Extracted material.
☆ ☆ ☆ ☆

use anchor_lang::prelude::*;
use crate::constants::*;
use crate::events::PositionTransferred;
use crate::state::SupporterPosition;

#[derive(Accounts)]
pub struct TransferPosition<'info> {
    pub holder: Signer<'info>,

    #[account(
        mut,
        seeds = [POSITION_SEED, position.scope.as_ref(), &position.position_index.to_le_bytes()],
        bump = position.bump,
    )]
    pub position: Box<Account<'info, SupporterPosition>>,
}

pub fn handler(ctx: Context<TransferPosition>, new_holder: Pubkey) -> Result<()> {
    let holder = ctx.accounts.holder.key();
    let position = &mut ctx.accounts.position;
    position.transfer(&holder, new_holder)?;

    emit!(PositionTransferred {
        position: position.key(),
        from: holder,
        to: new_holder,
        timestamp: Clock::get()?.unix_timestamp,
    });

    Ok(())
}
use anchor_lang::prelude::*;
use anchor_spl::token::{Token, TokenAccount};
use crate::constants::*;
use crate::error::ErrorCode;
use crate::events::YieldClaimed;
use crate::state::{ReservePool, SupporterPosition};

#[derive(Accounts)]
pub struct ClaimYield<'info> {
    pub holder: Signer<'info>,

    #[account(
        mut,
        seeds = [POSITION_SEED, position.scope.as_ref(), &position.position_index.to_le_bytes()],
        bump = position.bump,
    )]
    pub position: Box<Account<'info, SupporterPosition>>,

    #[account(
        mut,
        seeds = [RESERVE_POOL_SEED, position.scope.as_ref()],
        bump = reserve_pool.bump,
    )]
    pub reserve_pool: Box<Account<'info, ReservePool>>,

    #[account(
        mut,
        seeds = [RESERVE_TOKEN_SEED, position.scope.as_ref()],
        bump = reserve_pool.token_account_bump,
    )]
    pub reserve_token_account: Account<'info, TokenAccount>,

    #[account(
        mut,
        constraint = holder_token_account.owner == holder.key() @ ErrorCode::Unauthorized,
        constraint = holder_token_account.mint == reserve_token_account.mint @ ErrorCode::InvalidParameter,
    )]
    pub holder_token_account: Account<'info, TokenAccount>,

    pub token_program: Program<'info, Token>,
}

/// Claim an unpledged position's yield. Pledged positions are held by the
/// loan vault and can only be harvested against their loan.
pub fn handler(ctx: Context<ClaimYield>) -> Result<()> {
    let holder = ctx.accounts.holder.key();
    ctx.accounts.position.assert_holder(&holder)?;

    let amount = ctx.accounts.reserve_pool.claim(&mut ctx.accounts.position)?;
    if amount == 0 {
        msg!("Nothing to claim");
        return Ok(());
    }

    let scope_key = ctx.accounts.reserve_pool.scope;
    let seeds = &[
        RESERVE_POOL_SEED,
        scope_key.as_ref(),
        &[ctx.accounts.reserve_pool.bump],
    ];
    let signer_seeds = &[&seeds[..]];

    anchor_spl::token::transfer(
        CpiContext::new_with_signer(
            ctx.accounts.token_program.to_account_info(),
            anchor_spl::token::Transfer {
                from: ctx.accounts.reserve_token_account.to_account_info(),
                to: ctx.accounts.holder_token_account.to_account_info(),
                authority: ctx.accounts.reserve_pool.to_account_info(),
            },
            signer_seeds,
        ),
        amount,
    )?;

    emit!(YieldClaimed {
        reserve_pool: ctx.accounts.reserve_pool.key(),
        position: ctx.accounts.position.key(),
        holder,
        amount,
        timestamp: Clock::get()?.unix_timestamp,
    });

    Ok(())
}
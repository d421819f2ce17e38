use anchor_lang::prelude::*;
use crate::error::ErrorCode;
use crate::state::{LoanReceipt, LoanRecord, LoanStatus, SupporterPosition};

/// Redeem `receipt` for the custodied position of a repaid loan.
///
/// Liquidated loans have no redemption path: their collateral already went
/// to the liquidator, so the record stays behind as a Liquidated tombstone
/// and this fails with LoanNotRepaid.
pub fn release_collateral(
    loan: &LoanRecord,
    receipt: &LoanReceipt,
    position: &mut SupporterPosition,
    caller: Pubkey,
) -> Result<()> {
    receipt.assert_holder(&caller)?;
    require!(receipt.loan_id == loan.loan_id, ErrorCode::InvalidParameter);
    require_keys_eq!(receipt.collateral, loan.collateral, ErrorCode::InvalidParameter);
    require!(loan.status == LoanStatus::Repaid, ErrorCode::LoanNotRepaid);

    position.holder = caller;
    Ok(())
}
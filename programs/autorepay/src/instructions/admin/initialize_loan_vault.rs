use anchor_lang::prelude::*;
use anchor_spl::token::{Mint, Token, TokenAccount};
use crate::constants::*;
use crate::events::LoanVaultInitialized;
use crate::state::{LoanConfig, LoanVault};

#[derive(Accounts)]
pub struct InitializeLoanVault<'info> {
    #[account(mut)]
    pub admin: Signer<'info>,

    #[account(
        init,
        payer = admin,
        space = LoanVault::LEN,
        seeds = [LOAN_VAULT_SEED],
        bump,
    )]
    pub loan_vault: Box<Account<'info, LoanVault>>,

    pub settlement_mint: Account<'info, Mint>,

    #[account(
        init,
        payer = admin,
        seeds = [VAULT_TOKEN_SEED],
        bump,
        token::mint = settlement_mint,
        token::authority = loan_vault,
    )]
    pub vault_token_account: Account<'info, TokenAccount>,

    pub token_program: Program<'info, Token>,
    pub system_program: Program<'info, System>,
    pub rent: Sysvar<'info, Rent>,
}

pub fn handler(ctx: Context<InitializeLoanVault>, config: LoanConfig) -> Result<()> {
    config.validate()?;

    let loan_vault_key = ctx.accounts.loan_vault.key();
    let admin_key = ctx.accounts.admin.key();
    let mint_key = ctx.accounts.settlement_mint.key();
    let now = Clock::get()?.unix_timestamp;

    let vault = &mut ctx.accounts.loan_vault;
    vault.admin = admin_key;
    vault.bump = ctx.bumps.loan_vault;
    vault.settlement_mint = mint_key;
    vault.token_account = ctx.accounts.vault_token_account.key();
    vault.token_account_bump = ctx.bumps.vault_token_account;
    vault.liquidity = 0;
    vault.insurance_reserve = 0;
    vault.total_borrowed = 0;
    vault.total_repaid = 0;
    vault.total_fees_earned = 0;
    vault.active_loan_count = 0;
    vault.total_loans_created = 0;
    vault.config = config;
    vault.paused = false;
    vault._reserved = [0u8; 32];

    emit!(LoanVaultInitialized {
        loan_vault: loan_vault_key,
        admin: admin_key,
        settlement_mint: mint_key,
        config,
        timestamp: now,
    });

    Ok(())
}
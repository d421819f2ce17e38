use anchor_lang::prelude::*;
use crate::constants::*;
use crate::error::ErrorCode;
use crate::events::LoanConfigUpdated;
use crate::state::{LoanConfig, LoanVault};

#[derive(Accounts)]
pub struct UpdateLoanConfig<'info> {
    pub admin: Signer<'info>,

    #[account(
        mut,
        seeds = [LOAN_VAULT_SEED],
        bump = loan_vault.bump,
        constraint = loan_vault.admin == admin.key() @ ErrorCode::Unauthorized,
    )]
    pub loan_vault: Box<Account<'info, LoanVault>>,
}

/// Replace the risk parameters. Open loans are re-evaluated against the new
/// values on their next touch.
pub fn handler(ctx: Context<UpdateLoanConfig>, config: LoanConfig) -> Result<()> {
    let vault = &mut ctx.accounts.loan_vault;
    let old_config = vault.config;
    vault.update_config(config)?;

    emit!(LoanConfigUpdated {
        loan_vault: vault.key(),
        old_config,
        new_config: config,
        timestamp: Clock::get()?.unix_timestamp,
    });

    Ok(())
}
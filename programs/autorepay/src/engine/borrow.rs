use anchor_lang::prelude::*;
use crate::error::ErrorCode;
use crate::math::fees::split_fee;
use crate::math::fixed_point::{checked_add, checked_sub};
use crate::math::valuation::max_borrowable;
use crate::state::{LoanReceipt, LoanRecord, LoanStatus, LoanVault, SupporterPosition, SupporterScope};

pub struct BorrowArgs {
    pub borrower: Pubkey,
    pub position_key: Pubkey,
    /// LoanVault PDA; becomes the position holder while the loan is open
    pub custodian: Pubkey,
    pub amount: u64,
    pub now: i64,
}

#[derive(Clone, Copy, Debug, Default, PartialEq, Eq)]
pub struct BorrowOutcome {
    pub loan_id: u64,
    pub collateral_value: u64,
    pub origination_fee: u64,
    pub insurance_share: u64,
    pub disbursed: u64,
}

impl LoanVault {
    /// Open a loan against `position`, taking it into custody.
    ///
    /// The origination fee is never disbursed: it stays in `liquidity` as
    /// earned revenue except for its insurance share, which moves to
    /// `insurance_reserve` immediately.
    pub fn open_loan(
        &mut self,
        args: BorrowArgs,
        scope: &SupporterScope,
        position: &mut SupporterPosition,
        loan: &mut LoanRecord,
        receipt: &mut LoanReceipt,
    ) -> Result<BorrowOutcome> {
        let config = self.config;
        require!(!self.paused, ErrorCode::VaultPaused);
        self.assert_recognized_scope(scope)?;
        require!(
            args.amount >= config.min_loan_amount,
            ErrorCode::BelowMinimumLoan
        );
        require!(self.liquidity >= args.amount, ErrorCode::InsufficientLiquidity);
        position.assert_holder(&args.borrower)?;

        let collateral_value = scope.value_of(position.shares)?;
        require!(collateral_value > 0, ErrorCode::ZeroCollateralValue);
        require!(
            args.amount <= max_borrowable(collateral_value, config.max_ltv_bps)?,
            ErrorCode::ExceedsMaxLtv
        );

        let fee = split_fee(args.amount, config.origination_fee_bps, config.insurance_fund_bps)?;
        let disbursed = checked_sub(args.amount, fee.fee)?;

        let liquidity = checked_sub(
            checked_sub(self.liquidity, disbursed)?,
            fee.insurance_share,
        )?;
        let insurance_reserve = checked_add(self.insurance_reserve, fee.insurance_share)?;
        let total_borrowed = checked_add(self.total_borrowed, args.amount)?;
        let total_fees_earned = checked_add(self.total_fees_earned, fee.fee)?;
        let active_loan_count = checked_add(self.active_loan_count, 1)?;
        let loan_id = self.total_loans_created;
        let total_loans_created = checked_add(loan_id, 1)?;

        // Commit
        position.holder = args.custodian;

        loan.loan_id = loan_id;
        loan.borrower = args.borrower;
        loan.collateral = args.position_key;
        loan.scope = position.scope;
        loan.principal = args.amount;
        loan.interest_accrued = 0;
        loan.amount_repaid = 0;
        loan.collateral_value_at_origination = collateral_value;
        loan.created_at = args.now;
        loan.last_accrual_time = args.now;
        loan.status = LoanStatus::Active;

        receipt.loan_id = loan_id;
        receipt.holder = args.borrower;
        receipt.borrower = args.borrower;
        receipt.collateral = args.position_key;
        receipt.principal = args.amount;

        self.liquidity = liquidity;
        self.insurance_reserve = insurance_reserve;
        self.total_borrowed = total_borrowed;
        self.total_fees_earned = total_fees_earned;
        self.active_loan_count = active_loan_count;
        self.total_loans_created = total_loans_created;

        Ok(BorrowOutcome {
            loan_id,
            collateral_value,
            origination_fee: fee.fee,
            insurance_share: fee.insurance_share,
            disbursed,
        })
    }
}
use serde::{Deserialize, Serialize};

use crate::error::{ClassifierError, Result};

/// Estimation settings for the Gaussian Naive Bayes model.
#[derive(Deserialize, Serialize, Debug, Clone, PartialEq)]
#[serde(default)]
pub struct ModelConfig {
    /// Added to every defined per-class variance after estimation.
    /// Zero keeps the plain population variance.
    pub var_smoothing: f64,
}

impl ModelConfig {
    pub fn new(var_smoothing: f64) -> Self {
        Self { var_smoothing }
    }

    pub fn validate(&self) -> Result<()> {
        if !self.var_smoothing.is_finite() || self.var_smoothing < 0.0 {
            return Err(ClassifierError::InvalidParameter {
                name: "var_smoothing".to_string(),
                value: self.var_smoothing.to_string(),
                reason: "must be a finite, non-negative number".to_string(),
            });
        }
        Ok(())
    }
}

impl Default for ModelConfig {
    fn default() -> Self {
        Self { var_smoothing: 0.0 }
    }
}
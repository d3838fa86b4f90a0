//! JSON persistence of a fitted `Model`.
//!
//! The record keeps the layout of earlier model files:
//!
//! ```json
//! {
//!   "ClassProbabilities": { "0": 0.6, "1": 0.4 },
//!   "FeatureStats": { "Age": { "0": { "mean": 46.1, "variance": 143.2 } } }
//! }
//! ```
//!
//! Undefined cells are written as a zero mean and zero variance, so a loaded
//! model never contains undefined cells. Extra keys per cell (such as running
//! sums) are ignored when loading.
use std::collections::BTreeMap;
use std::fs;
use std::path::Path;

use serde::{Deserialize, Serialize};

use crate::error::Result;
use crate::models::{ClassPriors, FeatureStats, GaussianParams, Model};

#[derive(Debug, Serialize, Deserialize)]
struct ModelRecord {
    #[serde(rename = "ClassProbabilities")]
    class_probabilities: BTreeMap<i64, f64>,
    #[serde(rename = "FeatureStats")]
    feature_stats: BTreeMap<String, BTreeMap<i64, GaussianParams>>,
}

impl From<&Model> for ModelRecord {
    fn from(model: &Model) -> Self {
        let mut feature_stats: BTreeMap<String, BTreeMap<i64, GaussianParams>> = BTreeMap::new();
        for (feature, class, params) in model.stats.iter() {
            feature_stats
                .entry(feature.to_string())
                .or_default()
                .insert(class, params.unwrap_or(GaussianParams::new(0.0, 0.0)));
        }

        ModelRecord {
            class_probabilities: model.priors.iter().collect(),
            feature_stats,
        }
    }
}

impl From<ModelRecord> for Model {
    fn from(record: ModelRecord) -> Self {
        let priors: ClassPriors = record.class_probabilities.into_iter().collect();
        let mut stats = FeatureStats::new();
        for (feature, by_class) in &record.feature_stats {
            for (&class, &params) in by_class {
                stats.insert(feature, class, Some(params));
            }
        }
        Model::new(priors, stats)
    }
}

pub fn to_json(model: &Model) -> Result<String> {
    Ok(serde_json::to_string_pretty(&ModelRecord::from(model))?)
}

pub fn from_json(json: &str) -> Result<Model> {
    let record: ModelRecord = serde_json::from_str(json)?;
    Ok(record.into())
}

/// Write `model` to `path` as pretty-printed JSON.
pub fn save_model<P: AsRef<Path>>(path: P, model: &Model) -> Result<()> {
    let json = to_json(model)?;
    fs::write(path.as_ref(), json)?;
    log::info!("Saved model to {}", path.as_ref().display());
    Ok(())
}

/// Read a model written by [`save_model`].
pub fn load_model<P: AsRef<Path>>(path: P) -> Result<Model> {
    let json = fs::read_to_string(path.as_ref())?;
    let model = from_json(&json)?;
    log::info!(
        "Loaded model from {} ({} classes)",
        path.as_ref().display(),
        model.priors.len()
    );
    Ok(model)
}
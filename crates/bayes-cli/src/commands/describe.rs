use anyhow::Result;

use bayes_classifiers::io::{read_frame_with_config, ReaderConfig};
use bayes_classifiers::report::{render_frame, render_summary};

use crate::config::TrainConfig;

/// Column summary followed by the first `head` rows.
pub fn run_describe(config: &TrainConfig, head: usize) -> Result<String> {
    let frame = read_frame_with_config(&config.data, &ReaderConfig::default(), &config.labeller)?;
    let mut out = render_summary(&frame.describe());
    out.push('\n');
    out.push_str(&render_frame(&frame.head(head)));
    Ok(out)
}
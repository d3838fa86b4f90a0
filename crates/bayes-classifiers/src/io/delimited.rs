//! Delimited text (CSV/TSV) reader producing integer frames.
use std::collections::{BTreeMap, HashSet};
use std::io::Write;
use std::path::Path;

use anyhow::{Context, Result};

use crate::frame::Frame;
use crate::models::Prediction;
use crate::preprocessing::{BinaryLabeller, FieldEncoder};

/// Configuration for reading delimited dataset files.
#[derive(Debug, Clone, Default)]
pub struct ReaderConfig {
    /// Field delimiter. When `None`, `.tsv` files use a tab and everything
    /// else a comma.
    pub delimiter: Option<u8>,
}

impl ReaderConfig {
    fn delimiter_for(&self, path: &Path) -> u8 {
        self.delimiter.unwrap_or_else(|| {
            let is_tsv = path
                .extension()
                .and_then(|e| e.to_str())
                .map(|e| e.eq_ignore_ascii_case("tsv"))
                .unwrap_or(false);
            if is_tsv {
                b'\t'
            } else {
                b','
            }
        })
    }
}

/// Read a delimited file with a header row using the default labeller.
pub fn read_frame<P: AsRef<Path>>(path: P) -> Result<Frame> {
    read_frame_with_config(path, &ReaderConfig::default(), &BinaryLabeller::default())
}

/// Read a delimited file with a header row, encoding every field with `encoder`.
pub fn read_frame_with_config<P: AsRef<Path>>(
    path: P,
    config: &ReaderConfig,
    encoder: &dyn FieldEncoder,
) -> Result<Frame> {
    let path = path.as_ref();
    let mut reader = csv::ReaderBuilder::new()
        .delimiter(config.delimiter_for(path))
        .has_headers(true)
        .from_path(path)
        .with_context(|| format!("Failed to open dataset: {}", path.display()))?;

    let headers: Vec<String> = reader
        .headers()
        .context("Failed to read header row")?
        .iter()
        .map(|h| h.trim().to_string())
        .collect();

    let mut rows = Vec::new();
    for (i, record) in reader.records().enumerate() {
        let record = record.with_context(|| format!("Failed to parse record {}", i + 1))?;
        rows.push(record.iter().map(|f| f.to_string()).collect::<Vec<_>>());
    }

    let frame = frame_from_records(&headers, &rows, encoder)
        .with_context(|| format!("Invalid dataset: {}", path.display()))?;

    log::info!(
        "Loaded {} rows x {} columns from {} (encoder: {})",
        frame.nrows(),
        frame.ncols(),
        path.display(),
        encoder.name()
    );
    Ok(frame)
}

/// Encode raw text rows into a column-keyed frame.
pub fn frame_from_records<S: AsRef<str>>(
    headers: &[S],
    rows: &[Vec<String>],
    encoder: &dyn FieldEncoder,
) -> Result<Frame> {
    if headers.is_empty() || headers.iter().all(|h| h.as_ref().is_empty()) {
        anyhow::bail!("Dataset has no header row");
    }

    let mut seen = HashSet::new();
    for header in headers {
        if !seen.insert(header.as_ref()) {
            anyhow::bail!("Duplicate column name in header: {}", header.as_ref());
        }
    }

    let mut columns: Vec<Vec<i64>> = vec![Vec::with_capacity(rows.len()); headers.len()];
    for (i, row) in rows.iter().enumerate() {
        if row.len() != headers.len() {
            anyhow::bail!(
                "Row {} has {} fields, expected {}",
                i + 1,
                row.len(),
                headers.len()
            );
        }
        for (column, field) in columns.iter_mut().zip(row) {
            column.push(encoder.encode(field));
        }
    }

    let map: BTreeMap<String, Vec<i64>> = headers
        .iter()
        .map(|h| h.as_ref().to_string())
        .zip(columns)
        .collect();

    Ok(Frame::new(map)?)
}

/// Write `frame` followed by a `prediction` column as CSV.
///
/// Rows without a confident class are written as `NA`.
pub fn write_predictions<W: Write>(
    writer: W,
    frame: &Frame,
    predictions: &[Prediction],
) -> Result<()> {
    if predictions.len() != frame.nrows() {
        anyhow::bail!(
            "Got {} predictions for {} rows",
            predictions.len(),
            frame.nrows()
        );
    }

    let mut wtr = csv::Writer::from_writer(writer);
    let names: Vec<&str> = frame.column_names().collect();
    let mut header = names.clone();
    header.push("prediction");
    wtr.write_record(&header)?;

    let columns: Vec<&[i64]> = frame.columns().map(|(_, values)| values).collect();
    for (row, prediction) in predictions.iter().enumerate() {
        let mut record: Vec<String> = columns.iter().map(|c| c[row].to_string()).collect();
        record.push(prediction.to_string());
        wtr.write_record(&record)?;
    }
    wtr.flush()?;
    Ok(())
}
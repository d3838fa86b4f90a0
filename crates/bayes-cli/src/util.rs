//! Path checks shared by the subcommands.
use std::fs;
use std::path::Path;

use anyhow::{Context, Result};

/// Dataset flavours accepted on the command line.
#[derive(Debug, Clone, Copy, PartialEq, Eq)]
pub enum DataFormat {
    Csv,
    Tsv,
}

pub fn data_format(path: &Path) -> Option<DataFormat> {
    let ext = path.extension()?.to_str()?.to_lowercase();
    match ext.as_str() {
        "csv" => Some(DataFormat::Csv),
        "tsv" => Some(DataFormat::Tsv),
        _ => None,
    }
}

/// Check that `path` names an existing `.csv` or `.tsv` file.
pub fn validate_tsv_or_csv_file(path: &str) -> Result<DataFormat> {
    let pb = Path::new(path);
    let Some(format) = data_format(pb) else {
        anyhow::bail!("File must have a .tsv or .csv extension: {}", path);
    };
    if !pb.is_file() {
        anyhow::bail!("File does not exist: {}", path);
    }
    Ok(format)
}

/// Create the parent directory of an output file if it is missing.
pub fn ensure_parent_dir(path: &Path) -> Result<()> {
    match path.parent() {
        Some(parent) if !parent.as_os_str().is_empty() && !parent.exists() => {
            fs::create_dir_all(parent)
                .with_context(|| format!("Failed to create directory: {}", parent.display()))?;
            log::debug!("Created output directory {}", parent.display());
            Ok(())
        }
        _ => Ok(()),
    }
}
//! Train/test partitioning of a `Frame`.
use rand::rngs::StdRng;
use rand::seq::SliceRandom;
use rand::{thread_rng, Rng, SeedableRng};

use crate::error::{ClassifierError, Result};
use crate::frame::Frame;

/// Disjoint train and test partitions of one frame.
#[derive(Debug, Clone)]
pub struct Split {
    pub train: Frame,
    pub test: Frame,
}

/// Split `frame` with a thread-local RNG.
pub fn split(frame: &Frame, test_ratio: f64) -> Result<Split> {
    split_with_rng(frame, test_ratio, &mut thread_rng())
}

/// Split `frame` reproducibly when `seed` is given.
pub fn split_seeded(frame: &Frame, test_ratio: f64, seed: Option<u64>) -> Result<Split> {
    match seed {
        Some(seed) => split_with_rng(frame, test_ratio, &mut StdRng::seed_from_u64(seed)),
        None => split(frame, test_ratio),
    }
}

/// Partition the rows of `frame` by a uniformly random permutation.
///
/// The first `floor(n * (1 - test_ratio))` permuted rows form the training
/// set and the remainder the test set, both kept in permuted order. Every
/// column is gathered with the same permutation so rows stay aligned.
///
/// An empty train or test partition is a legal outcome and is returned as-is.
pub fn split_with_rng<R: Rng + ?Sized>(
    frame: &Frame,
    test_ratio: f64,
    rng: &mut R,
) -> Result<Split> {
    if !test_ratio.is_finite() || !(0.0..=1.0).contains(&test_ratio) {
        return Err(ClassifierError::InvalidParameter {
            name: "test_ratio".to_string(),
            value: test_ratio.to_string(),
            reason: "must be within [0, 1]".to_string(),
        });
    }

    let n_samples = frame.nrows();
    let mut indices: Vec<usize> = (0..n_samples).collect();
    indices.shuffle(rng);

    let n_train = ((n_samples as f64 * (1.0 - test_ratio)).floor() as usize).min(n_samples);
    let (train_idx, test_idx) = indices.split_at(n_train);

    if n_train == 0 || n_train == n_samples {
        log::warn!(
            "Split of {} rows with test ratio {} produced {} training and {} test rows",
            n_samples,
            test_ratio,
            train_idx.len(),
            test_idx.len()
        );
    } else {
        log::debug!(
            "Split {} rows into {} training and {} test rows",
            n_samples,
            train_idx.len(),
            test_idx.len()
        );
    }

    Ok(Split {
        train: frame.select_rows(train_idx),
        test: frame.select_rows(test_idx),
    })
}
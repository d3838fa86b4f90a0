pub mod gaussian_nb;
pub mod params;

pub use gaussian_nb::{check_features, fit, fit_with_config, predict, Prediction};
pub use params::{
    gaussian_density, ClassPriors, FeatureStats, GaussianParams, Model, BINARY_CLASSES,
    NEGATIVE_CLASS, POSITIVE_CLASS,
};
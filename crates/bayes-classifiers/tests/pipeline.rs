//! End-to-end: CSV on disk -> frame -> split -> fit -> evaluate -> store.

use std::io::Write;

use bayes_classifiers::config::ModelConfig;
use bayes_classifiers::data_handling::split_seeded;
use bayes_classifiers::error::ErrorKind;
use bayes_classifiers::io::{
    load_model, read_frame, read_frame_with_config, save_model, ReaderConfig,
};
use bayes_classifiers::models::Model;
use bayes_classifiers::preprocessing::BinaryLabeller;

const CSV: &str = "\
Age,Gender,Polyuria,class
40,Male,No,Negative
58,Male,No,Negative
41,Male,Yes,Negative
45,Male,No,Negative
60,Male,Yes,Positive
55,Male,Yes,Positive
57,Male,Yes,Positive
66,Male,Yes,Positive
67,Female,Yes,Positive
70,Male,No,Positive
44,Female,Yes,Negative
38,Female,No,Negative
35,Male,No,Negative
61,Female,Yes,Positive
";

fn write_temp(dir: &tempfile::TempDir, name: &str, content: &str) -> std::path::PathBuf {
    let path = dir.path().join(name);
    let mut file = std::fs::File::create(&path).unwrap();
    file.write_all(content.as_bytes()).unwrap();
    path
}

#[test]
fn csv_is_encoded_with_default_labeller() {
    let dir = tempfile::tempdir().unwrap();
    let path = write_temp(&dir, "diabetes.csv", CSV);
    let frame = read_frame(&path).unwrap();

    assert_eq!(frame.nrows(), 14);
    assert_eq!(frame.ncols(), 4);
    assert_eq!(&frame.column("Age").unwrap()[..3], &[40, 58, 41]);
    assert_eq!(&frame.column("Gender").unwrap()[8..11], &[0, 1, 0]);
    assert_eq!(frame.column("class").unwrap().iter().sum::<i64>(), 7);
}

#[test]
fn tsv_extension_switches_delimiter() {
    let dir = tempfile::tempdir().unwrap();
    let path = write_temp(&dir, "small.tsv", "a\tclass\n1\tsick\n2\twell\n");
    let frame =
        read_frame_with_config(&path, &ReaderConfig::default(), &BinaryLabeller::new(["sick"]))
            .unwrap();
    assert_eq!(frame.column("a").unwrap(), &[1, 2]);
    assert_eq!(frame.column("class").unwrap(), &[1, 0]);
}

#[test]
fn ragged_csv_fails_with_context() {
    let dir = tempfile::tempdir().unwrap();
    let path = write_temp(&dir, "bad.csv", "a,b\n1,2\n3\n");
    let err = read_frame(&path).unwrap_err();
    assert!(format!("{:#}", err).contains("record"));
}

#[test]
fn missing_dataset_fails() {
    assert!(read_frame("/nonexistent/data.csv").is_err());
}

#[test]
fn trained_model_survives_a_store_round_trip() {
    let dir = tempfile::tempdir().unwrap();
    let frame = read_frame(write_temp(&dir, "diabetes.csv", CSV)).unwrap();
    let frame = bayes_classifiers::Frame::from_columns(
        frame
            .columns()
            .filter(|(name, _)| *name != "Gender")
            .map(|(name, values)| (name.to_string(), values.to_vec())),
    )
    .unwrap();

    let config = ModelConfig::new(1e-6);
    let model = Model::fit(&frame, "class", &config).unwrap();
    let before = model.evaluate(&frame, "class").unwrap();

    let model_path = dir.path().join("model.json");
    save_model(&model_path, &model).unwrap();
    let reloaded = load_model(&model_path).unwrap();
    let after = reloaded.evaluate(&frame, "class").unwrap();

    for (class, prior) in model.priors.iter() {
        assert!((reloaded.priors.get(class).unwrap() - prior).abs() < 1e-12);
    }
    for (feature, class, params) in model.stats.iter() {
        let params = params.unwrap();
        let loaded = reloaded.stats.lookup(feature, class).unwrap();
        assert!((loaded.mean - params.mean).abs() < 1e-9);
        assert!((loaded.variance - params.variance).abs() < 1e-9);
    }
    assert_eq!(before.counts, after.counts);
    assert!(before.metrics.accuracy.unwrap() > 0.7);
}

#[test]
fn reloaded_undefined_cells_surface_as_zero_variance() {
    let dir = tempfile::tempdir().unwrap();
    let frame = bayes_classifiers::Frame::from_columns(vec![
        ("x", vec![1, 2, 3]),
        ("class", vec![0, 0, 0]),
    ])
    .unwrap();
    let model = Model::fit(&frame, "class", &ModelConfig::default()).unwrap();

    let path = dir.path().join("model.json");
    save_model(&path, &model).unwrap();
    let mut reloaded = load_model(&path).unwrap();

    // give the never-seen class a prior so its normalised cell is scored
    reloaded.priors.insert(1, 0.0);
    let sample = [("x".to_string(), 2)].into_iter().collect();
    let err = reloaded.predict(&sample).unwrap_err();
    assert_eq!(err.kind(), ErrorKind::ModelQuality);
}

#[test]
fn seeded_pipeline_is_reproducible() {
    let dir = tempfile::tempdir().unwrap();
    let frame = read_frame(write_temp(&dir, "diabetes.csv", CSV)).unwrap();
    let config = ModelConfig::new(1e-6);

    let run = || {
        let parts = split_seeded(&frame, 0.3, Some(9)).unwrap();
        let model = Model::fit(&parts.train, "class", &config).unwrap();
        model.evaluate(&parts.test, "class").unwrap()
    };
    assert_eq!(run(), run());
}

☆ ☆ ☆ ☆

Task directions.
Copy each line of the listing that carries the word "after".

Answer for the task.
    /// Added to every defined per-class variance after estimation.
    let after = reloaded.evaluate(&frame, "class").unwrap();
    assert_eq!(before.counts, after.counts);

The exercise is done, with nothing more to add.